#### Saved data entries
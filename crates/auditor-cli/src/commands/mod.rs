//! Command implementations.

pub mod analyze;
pub mod check_config;

pub use self::analyze::execute_analyze;
pub use self::check_config::execute_check_config;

#### Task prompt
Please copy the data above in its entirety, exactly as written.

#### Response area
filename crates/auditor-cli/src/commands/mod.rs
//! Command implementations.

pub mod analyze;
pub mod check_config;

pub use self::analyze::execute_analyze;
pub use self::check_config::execute_check_config;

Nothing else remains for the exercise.